TASK OBJECTIVE -> Go through the data below and return each line containing the word "JoinHandle".

--

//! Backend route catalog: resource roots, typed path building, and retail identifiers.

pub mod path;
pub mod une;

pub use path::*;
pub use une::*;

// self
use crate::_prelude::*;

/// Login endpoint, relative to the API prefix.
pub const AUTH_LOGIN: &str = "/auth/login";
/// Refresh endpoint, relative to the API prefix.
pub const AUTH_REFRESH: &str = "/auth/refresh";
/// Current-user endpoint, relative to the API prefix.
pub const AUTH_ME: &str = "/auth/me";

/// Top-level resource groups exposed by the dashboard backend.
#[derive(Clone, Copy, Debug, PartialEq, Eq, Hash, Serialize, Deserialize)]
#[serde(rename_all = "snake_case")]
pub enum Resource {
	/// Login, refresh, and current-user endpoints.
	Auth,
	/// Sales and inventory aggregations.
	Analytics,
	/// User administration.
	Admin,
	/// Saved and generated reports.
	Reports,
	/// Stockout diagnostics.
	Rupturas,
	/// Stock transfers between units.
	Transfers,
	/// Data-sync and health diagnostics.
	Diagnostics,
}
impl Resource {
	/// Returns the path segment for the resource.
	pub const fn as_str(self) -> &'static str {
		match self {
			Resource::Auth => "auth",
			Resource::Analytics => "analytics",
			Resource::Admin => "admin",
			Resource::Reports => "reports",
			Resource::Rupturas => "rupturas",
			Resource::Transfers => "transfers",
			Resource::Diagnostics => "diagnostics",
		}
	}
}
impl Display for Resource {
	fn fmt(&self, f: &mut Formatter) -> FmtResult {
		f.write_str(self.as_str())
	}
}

--

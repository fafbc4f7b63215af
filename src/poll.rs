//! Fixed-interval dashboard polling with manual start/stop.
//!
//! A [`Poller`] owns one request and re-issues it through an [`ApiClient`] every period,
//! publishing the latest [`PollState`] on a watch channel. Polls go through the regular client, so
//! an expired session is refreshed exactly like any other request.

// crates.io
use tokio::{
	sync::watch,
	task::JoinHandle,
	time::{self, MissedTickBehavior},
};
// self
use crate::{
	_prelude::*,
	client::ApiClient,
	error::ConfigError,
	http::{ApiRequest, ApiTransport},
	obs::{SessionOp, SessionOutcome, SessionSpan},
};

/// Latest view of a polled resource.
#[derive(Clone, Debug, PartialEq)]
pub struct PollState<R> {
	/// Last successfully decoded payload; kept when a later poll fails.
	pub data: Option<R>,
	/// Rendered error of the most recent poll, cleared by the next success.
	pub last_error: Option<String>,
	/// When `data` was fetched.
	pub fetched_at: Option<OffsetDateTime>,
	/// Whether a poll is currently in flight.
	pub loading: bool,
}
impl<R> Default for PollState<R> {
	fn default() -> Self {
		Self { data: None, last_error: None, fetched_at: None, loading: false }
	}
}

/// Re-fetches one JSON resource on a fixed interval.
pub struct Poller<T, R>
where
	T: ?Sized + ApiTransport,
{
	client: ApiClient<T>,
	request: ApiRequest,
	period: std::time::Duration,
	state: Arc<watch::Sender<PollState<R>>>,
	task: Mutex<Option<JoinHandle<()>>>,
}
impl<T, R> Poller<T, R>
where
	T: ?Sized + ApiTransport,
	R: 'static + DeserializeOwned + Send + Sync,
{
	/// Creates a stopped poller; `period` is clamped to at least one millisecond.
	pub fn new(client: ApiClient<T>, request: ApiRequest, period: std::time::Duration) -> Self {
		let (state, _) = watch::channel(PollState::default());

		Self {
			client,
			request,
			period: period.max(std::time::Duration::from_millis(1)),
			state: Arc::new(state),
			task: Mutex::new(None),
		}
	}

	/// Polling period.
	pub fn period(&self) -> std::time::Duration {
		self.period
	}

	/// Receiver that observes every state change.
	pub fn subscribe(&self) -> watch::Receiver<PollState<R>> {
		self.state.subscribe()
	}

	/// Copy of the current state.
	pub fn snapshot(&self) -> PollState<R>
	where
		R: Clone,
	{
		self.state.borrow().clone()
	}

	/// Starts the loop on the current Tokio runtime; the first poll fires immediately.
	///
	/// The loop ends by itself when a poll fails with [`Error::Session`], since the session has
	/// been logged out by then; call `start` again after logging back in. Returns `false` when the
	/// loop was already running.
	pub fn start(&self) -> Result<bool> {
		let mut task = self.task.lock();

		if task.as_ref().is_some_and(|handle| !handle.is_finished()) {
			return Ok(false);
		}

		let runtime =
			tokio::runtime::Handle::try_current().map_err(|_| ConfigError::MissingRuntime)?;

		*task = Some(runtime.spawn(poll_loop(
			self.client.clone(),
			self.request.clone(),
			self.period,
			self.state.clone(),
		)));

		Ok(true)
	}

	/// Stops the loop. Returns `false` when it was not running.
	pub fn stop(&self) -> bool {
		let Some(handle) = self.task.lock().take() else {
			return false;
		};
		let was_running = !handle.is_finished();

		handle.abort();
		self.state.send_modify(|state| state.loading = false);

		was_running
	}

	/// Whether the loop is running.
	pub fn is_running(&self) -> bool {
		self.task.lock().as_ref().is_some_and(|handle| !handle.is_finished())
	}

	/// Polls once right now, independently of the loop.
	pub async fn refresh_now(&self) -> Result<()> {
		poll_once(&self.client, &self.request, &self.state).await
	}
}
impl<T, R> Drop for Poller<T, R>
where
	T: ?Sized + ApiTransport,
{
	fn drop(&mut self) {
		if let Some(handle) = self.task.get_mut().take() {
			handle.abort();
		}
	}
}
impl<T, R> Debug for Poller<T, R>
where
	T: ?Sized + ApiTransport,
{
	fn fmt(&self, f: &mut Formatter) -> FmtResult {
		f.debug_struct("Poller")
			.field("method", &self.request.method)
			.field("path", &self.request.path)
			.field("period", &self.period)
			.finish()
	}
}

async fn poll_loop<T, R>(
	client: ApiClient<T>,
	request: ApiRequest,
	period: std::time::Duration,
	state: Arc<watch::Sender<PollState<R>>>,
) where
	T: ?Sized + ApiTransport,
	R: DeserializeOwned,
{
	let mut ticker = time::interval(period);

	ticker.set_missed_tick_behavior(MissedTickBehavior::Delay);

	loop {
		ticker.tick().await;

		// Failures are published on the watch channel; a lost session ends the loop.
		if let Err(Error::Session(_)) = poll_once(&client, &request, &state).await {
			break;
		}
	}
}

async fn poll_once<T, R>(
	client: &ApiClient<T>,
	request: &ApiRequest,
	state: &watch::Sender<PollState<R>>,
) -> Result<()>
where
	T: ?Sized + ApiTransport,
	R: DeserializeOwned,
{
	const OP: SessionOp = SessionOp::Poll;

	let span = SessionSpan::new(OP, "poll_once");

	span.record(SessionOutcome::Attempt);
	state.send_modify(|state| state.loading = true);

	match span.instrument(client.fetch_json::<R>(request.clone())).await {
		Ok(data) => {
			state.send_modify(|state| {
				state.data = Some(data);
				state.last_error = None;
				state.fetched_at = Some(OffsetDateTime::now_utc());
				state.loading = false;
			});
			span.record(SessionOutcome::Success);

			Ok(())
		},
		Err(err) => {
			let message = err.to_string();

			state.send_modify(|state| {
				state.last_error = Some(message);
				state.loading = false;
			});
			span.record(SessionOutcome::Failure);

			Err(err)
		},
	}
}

--

EXERCISE OUTPUT ->
	task::JoinHandle,
	task: Mutex<Option<JoinHandle<()>>>,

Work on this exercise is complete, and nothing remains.